- Born: September 7, 1998 (age 28)
- Citizenship: Malawi
- Known for: Youth Sexual and Reproductive Rights

= Tisungane Sitima =

Tisungane Chimwemwe Sitima is a Malawian young woman activist working on the sexual and reproductive health rights of youth. Sitima studied gender and development program at the Lilongwe University of Agriculture and Natural Resources in Malawi. Sitima has served as a member of the Johns Hopkins Global Youth Advisory Board and a member of the Global Early Adolescent Study (GEAS Malawi).
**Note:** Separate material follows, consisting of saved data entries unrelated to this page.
// SPDX-License-Identifier: MIT OR Apache-2.0
// Copyright (c) 2025 adflow contributors

//! Activities and dependency wiring
//!
//! An [`Activity`] is one step of a pipeline. Ordering between activities is
//! expressed with the chaining methods instead of editing dependency maps by
//! hand:
//!
//! ```
//! use adflow::Activity;
//!
//! let extract = Activity::set_variable("extract", "select 1");
//! let mut ingest = Activity::databricks_spark_python("ingest", "ingest.py");
//! let mut archive = Activity::wait("archive", 5);
//!
//! // extract → ingest → archive
//! extract.then(&mut ingest).then(&mut archive);
//!
//! assert!(ingest.depends_on().contains("extract"));
//! assert!(archive.depends_on().contains("ingest"));
//! ```
//!
//! None of the wiring methods check that the referenced activity exists;
//! that happens when the owning pipeline is emitted.

mod dependency;
mod kind;

pub use dependency::{Dependencies, DependencyCondition};
pub use kind::ActivityKind;

use serde::Deserialize;

/// A named unit of work plus the activities it waits on
#[derive(Debug, Clone, PartialEq, Deserialize)]
#[serde(from = "RawActivity")]
pub struct Activity {
    name: String,
    depends_on: Dependencies,
    kind: ActivityKind,
}

/// Manifest shape of an activity, routed through [`Activity::new`] so the
/// for-each chaining policy also applies to parsed definitions
#[derive(Deserialize)]
struct RawActivity {
    name: String,
    #[serde(default)]
    depends_on: Dependencies,
    #[serde(flatten)]
    kind: ActivityKind,
}

impl From<RawActivity> for Activity {
    fn from(raw: RawActivity) -> Self {
        let mut activity = Activity::new(raw.name, raw.kind);
        for (name, conditions) in raw.depends_on.iter() {
            activity.add_dependency(name, conditions);
        }
        activity
    }
}

impl Activity {
    /// Create an activity of the given kind with no dependencies
    pub fn new(name: impl Into<String>, mut kind: ActivityKind) -> Self {
        kind.link_children();
        Self {
            name: name.into(),
            depends_on: Dependencies::new(),
            kind,
        }
    }

    pub fn copy(
        name: impl Into<String>,
        input_dataset: impl Into<String>,
        output_dataset: impl Into<String>,
        source: impl Into<String>,
        sink: impl Into<String>,
    ) -> Self {
        Self::new(
            name,
            ActivityKind::Copy {
                input_dataset: input_dataset.into(),
                output_dataset: output_dataset.into(),
                source: source.into(),
                sink: sink.into(),
            },
        )
    }

    pub fn delete(
        name: impl Into<String>,
        dataset: impl Into<String>,
        recursive: bool,
        wildcard: Option<String>,
    ) -> Self {
        Self::new(
            name,
            ActivityKind::Delete {
                dataset: dataset.into(),
                recursive,
                wildcard,
            },
        )
    }

    pub fn databricks_spark_python(name: impl Into<String>, python_file: impl Into<String>) -> Self {
        Self::new(
            name,
            ActivityKind::DatabricksSparkPython {
                python_file: python_file.into(),
                parameters: vec![],
            },
        )
    }

    pub fn lookup(name: impl Into<String>, dataset: impl Into<String>, source: impl Into<String>) -> Self {
        Self::new(
            name,
            ActivityKind::Lookup {
                dataset: dataset.into(),
                source: source.into(),
            },
        )
    }

    pub fn stored_procedure(
        name: impl Into<String>,
        stored_procedure_name: impl Into<String>,
        linked_service: impl Into<String>,
    ) -> Self {
        Self::new(
            name,
            ActivityKind::SqlServerStoredProcedure {
                stored_procedure_name: stored_procedure_name.into(),
                linked_service: linked_service.into(),
            },
        )
    }

    pub fn execute_pipeline(name: impl Into<String>, pipeline: impl Into<String>) -> Self {
        Self::new(
            name,
            ActivityKind::ExecutePipeline {
                pipeline: pipeline.into(),
            },
        )
    }

    pub fn set_variable(name: impl Into<String>, value: impl Into<String>) -> Self {
        Self::new(
            name,
            ActivityKind::SetVariable {
                variable_name: None,
                value: value.into(),
            },
        )
    }

    pub fn if_condition(
        name: impl Into<String>,
        expression: impl Into<String>,
        if_true_activities: Vec<Activity>,
        if_false_activities: Vec<Activity>,
    ) -> Self {
        Self::new(
            name,
            ActivityKind::IfCondition {
                expression: expression.into(),
                if_true_activities,
                if_false_activities,
            },
        )
    }

    /// Create a for-each activity.
    ///
    /// When more than one child is given, every child after the first is made
    /// to depend on the one before it.
    pub fn for_each(name: impl Into<String>, items: impl Into<String>, activities: Vec<Activity>) -> Self {
        Self::new(
            name,
            ActivityKind::ForEach {
                items: items.into(),
                activities,
            },
        )
    }

    pub fn wait(name: impl Into<String>, seconds: u32) -> Self {
        Self::new(name, ActivityKind::Wait { seconds })
    }

    pub fn name(&self) -> &str {
        &self.name
    }

    pub fn kind(&self) -> &ActivityKind {
        &self.kind
    }

    pub fn depends_on(&self) -> &Dependencies {
        &self.depends_on
    }

    /// Wait on `activity_name` reaching one of `conditions`.
    ///
    /// Replaces any conditions previously set for that name; an empty slice
    /// means `[Succeeded]`.
    pub fn add_dependency(
        &mut self,
        activity_name: impl Into<String>,
        conditions: &[DependencyCondition],
    ) -> &mut Self {
        self.depends_on.insert(activity_name, conditions);
        self
    }

    /// Apply [`Activity::add_dependency`] for every entry, in order
    pub fn add_dependencies<I, S>(&mut self, dependencies: I) -> &mut Self
    where
        I: IntoIterator<Item = (S, Vec<DependencyCondition>)>,
        S: Into<String>,
    {
        for (name, conditions) in dependencies {
            self.add_dependency(name, &conditions);
        }
        self
    }

    /// `next` runs after `self`. Returns `next` so calls compose left to right.
    pub fn then<'a>(&self, next: &'a mut Activity) -> &'a mut Activity {
        next.add_dependency(self.name.as_str(), &[]);
        next
    }

    /// Every target runs after `self` (fan-out). Returns the targets.
    pub fn then_all<'a, I>(&self, targets: I) -> Vec<&'a mut Activity>
    where
        I: IntoIterator<Item = &'a mut Activity>,
    {
        targets
            .into_iter()
            .map(|target| {
                target.add_dependency(self.name.as_str(), &[]);
                target
            })
            .collect()
    }

    /// `self` runs after `previous`. Returns `previous`, mirroring [`Activity::then`].
    pub fn after<'a>(&mut self, previous: &'a mut Activity) -> &'a mut Activity {
        self.add_dependency(previous.name.as_str(), &[]);
        previous
    }

    /// `self` runs after every activity in `previous` (fan-in). Returns `self`.
    pub fn after_all<'a, I>(&mut self, previous: I) -> &mut Self
    where
        I: IntoIterator<Item = &'a Activity>,
    {
        for activity in previous {
            self.add_dependency(activity.name.as_str(), &[]);
        }
        self
    }

    /// Every target runs after `self`. Returns `self`, unlike [`Activity::then_all`].
    pub fn before_all<'a, I>(&self, targets: I) -> &Self
    where
        I: IntoIterator<Item = &'a mut Activity>,
    {
        for target in targets {
            target.add_dependency(self.name.as_str(), &[]);
        }
        self
    }

    /// Nested activity lists, if this is a composite activity
    pub fn child_scopes(&self) -> Vec<&[Activity]> {
        self.kind.child_scopes()
    }

    /// Depth-first walk over this activity and all nested children
    pub fn walk(&self) -> Vec<&Activity> {
        let mut out = vec![self];
        for scope in self.kind.child_scopes() {
            for child in scope {
                out.extend(child.walk());
            }
        }
        out
    }
}

#[cfg(test)]
mod tests {
    use super::*;
    use DependencyCondition::*;

    fn act(name: &str) -> Activity {
        Activity::wait(name, 1)
    }

    #[test]
    fn test_then_chain() {
        let a = act("a");
        let mut b = act("b");
        let mut c = act("c");

        a.then(&mut b).then(&mut c);

        assert_eq!(b.depends_on().len(), 1);
        assert_eq!(b.depends_on().get("a"), Some(&[Succeeded][..]));
        assert_eq!(c.depends_on().len(), 1);
        assert_eq!(c.depends_on().get("b"), Some(&[Succeeded][..]));
        assert!(a.depends_on().is_empty());
    }

    #[test]
    fn test_then_all_fan_out() {
        let a = act("a");
        let mut b = act("b");
        let mut c = act("c");

        let targets = a.then_all([&mut b, &mut c]);
        assert_eq!(targets.len(), 2);

        assert_eq!(b.depends_on().get("a"), Some(&[Succeeded][..]));
        assert_eq!(c.depends_on().get("a"), Some(&[Succeeded][..]));
    }

    #[test]
    fn test_after_is_mirror_of_then() {
        let mut a = act("a");
        let mut b = act("b");

        let returned = a.after(&mut b);
        assert_eq!(returned.name(), "b");

        assert_eq!(a.depends_on().get("b"), Some(&[Succeeded][..]));
        assert!(b.depends_on().is_empty());
    }

    #[test]
    fn test_after_chain() {
        let mut a = act("a");
        let mut b = act("b");
        let mut c = act("c");

        a.after(&mut b).after(&mut c);

        assert!(a.depends_on().contains("b"));
        assert!(b.depends_on().contains("c"));
        assert!(c.depends_on().is_empty());
    }

    #[test]
    fn test_after_all_fan_in() {
        let a = act("a");
        let b = act("b");
        let mut c = act("c");
        let mut d = act("d");

        c.after_all([&a, &b]).then(&mut d);

        assert_eq!(c.depends_on().names().collect::<Vec<_>>(), vec!["a", "b"]);
        assert!(d.depends_on().contains("c"));
    }

    #[test]
    fn test_before_all_returns_self() {
        let c = act("c");
        let mut a = act("a");
        let mut b = act("b");
        let mut d = act("d");

        c.before_all([&mut a, &mut b]).then(&mut d);

        assert!(a.depends_on().contains("c"));
        assert!(b.depends_on().contains("c"));
        assert!(d.depends_on().contains("c"));
    }

    #[test]
    fn test_add_dependency_overwrites() {
        let mut a = act("a");
        a.add_dependency("foo", &[Succeeded]);
        a.add_dependency("foo", &[Failed]);

        assert_eq!(a.depends_on().len(), 1);
        assert_eq!(a.depends_on().get("foo"), Some(&[Failed][..]));
    }

    #[test]
    fn test_add_dependencies_in_order() {
        let mut a = act("a");
        a.add_dependencies([
            ("toLanding", vec![Succeeded, Skipped]),
            ("toArchive", vec![Succeeded, Skipped]),
        ]);

        assert_eq!(
            a.depends_on().names().collect::<Vec<_>>(),
            vec!["toLanding", "toArchive"]
        );
        assert_eq!(a.depends_on().get("toArchive"), Some(&[Succeeded, Skipped][..]));
    }

    #[test]
    fn test_for_each_single_child_is_untouched() {
        let activity = Activity::for_each("loop", "@variables('foo')", vec![act("only")]);
        let scopes = activity.child_scopes();
        assert!(scopes[0][0].depends_on().is_empty());
    }

    #[test]
    fn test_for_each_chains_children_linearly() {
        let activity = Activity::for_each(
            "loop",
            "@variables('foo')",
            vec![act("first"), act("second"), act("third")],
        );
        let children = activity.child_scopes()[0];

        assert!(children[0].depends_on().is_empty());
        assert_eq!(children[1].depends_on().get("first"), Some(&[Succeeded][..]));
        assert_eq!(children[2].depends_on().get("second"), Some(&[Succeeded][..]));
        assert_eq!(children[2].depends_on().len(), 1);
    }

    #[test]
    fn test_if_condition_children_keep_their_dependencies() {
        let mut yes = act("yes");
        yes.add_dependency("elsewhere", &[Completed]);
        let activity = Activity::if_condition("branch", "@true", vec![yes, act("yes2")], vec![]);

        let scopes = activity.child_scopes();
        assert_eq!(scopes[0][0].depends_on().get("elsewhere"), Some(&[Completed][..]));
        assert!(scopes[0][1].depends_on().is_empty());
    }

    #[test]
    fn test_walk_visits_nested_children() {
        let inner = Activity::if_condition("if", "@true", vec![act("t")], vec![act("f")]);
        let outer = Activity::for_each("loop", "@items", vec![inner, act("after")]);

        let names: Vec<_> = outer.walk().iter().map(|a| a.name()).collect();
        assert_eq!(names, vec!["loop", "if", "t", "f", "after"]);
    }

    #[test]
    fn test_parse_activity_applies_for_each_policy() {
        let yaml = r#"
name: fetch
type: for_each
items: "@variables('tables')"
depends_on: [lookup]
activities:
  - name: one
    type: wait
    seconds: 1
  - name: two
    type: set_variable
    value: bar
"#;
        let activity: Activity = serde_yaml::from_str(yaml).unwrap();
        assert_eq!(activity.name(), "fetch");
        assert!(activity.depends_on().contains("lookup"));

        let children = activity.child_scopes()[0];
        assert_eq!(children[1].depends_on().get("one"), Some(&[Succeeded][..]));
    }
}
== Public speaking and activism ==
Tisungane Sitima has participated as a panelist on these webinars "Very Young Adolescents: Leveraging a Key Life Stage to Improve SRH" and also "Ethics in Research and Programming with Adolescents: Capturing the Perspectives of International Organisations". Sitima has advocated for the Termination of Pregnancy Bill in Malawi as part of a youth-led call for abortion law reform. Sitima engages with community members and young people about gender based violence. In 2021, Sitima led a youth movement that was protesting the sexual abuse of minors; the movement petitioned the judiciary to revoke the bail granted to a police officer accused of raping a girl. Sitima petitioned the Inspector General of Police, the Chief Justice and the Director of Public Prosecutions to expedite the hearing and remove the police prosecutor. The Judiciary acknowledged the petition in February 2021. The officer was convicted in July 2021 in a case prosecuted with Chikondi Chijozi and sentenced to 30 years imprisonment with hard labour by Justice Vikochi Chima in January 2022.

== Publications ==
Sitima co-authored a paper on adolescent interventions. Sitima has also co-authored a research paper on the sexual well-being of young people.